Data shown ::
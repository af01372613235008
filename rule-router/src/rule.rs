/********************************************************************************
 * Copyright (c) 2025 Contributors to the Eclipse Foundation
 *
 * See the NOTICE file(s) distributed with this work for additional
 * information regarding copyright ownership.
 *
 * This program and the accompanying materials are made available under the
 * terms of the Apache License Version 2.0 which is available at
 * https://www.apache.org/licenses/LICENSE-2.0
 *
 * SPDX-License-Identifier: Apache-2.0
 ********************************************************************************/

//! Routing-rule data model.
//!
//! A [`Rule`] binds a source-topic pattern to an optional [`Conditions`] tree
//! and a mandatory [`Action`]. Rules are loaded once at startup, validated by
//! the control plane and installed into the topic index; the index references
//! them through `Arc` handles for the process lifetime.

use chrono::{DateTime, Utc};
use serde::{Deserialize, Serialize};
use serde_json::Value;
use std::collections::HashMap;

/// A message routing rule.
#[derive(Debug, Clone, Serialize, Deserialize, PartialEq)]
#[serde(rename_all = "camelCase")]
pub struct Rule {
    /// Source topic pattern, possibly containing `+`/`#` wildcards.
    pub topic: String,
    /// Restricts the rule to messages that arrived via this broker.
    #[serde(default, skip_serializing_if = "Option::is_none")]
    pub source_broker: Option<String>,
    #[serde(default, skip_serializing_if = "Option::is_none")]
    pub description: Option<String>,
    /// Disabled rules stay in the index but are skipped by the processor.
    /// Absent in a rule file means enabled.
    #[serde(default = "default_enabled")]
    pub enabled: bool,
    #[serde(default, skip_serializing_if = "Option::is_none")]
    pub conditions: Option<Conditions>,
    pub action: Action,
    /// Parsed and preserved; not honored by processing order.
    #[serde(default)]
    pub priority: i32,
    #[serde(default = "Utc::now")]
    pub created_at: DateTime<Utc>,
    #[serde(default = "Utc::now")]
    pub updated_at: DateTime<Utc>,
}

fn default_enabled() -> bool {
    true
}

/// A group of conditions joined by a logical operator. Groups nest.
#[derive(Debug, Clone, Serialize, Deserialize, PartialEq)]
pub struct Conditions {
    pub operator: LogicOp,
    #[serde(default, skip_serializing_if = "Vec::is_empty")]
    pub items: Vec<Condition>,
    #[serde(default, skip_serializing_if = "Vec::is_empty")]
    pub groups: Vec<Conditions>,
}

impl Conditions {
    /// A group with neither items nor nested groups evaluates to TRUE.
    pub fn is_empty(&self) -> bool {
        self.items.is_empty() && self.groups.is_empty()
    }
}

/// A single field comparison.
#[derive(Debug, Clone, Serialize, Deserialize, PartialEq)]
pub struct Condition {
    /// Field name; dotted paths descend through nested payload maps.
    pub field: String,
    pub operator: CompareOp,
    #[serde(default)]
    pub value: Value,
}

/// Logical operator for a [`Conditions`] group.
#[derive(Debug, Clone, Copy, PartialEq, Eq, Serialize, Deserialize)]
#[serde(rename_all = "lowercase")]
pub enum LogicOp {
    And,
    Or,
}

/// Comparison operator for a leaf [`Condition`]. Closed set.
#[derive(Debug, Clone, Copy, PartialEq, Eq, Serialize, Deserialize)]
#[serde(rename_all = "lowercase")]
pub enum CompareOp {
    Eq,
    Neq,
    Gt,
    Lt,
    Gte,
    Lte,
    Exists,
    Contains,
    Matches,
}

/// What to publish when a rule matches.
#[derive(Debug, Clone, Serialize, Deserialize, PartialEq)]
#[serde(rename_all = "camelCase")]
pub struct Action {
    /// Target topic template.
    pub topic: String,
    /// Required whenever more than one target broker is configured.
    #[serde(default, skip_serializing_if = "Option::is_none")]
    pub target_broker: Option<String>,
    /// Payload template; empty template renders an empty payload.
    #[serde(default)]
    pub payload: String,
    /// MQTT QoS level, 0..=2.
    #[serde(default)]
    pub qos: u8,
    #[serde(default)]
    pub retain: bool,
    #[serde(default, skip_serializing_if = "Option::is_none")]
    pub headers: Option<HashMap<String, String>>,
}

/// A fully rendered action, ready to hand to a broker adapter.
#[derive(Debug, Clone, PartialEq)]
pub struct RenderedAction {
    pub target_broker: Option<String>,
    pub topic: String,
    pub payload: String,
    pub qos: u8,
    pub retain: bool,
    pub headers: Option<HashMap<String, String>>,
}

/// A named collection of rules with file-level metadata.
#[derive(Debug, Clone, Serialize, Deserialize)]
#[serde(rename_all = "camelCase")]
pub struct RuleSet {
    pub name: String,
    pub version: String,
    #[serde(default, skip_serializing_if = "Option::is_none")]
    pub description: Option<String>,
    pub rules: Vec<Rule>,
    #[serde(default = "Utc::now")]
    pub created_at: DateTime<Utc>,
    #[serde(default = "Utc::now")]
    pub updated_at: DateTime<Utc>,
}

/// The two accepted on-disk forms: a rule-set object or a bare rule array.
#[derive(Debug, Deserialize)]
#[serde(untagged)]
pub enum RuleFile {
    Set(RuleSet),
    List(Vec<Rule>),
}

impl RuleFile {
    pub fn into_rules(self) -> Vec<Rule> {
        match self {
            RuleFile::Set(set) => set.rules,
            RuleFile::List(rules) => rules,
        }
    }
}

Task to complete ::
Please output the complete data exactly.

Solution to the problem ::
repository af01372613235008
filename rule-router/src/rule.rs
/********************************************************************************
 * Copyright (c) 2025 Contributors to the Eclipse Foundation
 *
 * See the NOTICE file(s) distributed with this work for additional
 * information regarding copyright ownership.
 *
 * This program and the accompanying materials are made available under the
 * terms of the Apache License Version 2.0 which is available at
 * https://www.apache.org/licenses/LICENSE-2.0
 *
 * SPDX-License-Identifier: Apache-2.0
 ********************************************************************************/

//! Routing-rule data model.
//!
//! A [`Rule`] binds a source-topic pattern to an optional [`Conditions`] tree
//! and a mandatory [`Action`]. Rules are loaded once at startup, validated by
//! the control plane and installed into the topic index; the index references
//! them through `Arc` handles for the process lifetime.

use chrono::{DateTime, Utc};
use serde::{Deserialize, Serialize};
use serde_json::Value;
use std::collections::HashMap;

/// A message routing rule.
#[derive(Debug, Clone, Serialize, Deserialize, PartialEq)]
#[serde(rename_all = "camelCase")]
pub struct Rule {
    /// Source topic pattern, possibly containing `+`/`#` wildcards.
    pub topic: String,
    /// Restricts the rule to messages that arrived via this broker.
    #[serde(default, skip_serializing_if = "Option::is_none")]
    pub source_broker: Option<String>,
    #[serde(default, skip_serializing_if = "Option::is_none")]
    pub description: Option<String>,
    /// Disabled rules stay in the index but are skipped by the processor.
    /// Absent in a rule file means enabled.
    #[serde(default = "default_enabled")]
    pub enabled: bool,
    #[serde(default, skip_serializing_if = "Option::is_none")]
    pub conditions: Option<Conditions>,
    pub action: Action,
    /// Parsed and preserved; not honored by processing order.
    #[serde(default)]
    pub priority: i32,
    #[serde(default = "Utc::now")]
    pub created_at: DateTime<Utc>,
    #[serde(default = "Utc::now")]
    pub updated_at: DateTime<Utc>,
}

fn default_enabled() -> bool {
    true
}

/// A group of conditions joined by a logical operator. Groups nest.
#[derive(Debug, Clone, Serialize, Deserialize, PartialEq)]
pub struct Conditions {
    pub operator: LogicOp,
    #[serde(default, skip_serializing_if = "Vec::is_empty")]
    pub items: Vec<Condition>,
    #[serde(default, skip_serializing_if = "Vec::is_empty")]
    pub groups: Vec<Conditions>,
}

impl Conditions {
    /// A group with neither items nor nested groups evaluates to TRUE.
    pub fn is_empty(&self) -> bool {
        self.items.is_empty() && self.groups.is_empty()
    }
}

/// A single field comparison.
#[derive(Debug, Clone, Serialize, Deserialize, PartialEq)]
pub struct Condition {
    /// Field name; dotted paths descend through nested payload maps.
    pub field: String,
    pub operator: CompareOp,
    #[serde(default)]
    pub value: Value,
}

/// Logical operator for a [`Conditions`] group.
#[derive(Debug, Clone, Copy, PartialEq, Eq, Serialize, Deserialize)]
#[serde(rename_all = "lowercase")]
pub enum LogicOp {
    And,
    Or,
}

/// Comparison operator for a leaf [`Condition`]. Closed set.
#[derive(Debug, Clone, Copy, PartialEq, Eq, Serialize, Deserialize)]
#[serde(rename_all = "lowercase")]
pub enum CompareOp {
    Eq,
    Neq,
    Gt,
    Lt,
    Gte,
    Lte,
    Exists,
    Contains,
    Matches,
}

/// What to publish when a rule matches.
#[derive(Debug, Clone, Serialize, Deserialize, PartialEq)]
#[serde(rename_all = "camelCase")]
pub struct Action {
    /// Target topic template.
    pub topic: String,
    /// Required whenever more than one target broker is configured.
    #[serde(default, skip_serializing_if = "Option::is_none")]
    pub target_broker: Option<String>,
    /// Payload template; empty template renders an empty payload.
    #[serde(default)]
    pub payload: String,
    /// MQTT QoS level, 0..=2.
    #[serde(default)]
    pub qos: u8,
    #[serde(default)]
    pub retain: bool,
    #[serde(default, skip_serializing_if = "Option::is_none")]
    pub headers: Option<HashMap<String, String>>,
}

/// A fully rendered action, ready to hand to a broker adapter.
#[derive(Debug, Clone, PartialEq)]
pub struct RenderedAction {
    pub target_broker: Option<String>,
    pub topic: String,
    pub payload: String,
    pub qos: u8,
    pub retain: bool,
    pub headers: Option<HashMap<String, String>>,
}

/// A named collection of rules with file-level metadata.
#[derive(Debug, Clone, Serialize, Deserialize)]
#[serde(rename_all = "camelCase")]
pub struct RuleSet {
    pub name: String,
    pub version: String,
    #[serde(default, skip_serializing_if = "Option::is_none")]
    pub description: Option<String>,
    pub rules: Vec<Rule>,
    #[serde(default = "Utc::now")]
    pub created_at: DateTime<Utc>,
    #[serde(default = "Utc::now")]
    pub updated_at: DateTime<Utc>,
}

/// The two accepted on-disk forms: a rule-set object or a bare rule array.
#[derive(Debug, Deserialize)]
#[serde(untagged)]
pub enum RuleFile {
    Set(RuleSet),
    List(Vec<Rule>),
}

impl RuleFile {
    pub fn into_rules(self) -> Vec<Rule> {
        match self {
            RuleFile::Set(set) => set.rules,
            RuleFile::List(rules) => rules,
        }
    }
}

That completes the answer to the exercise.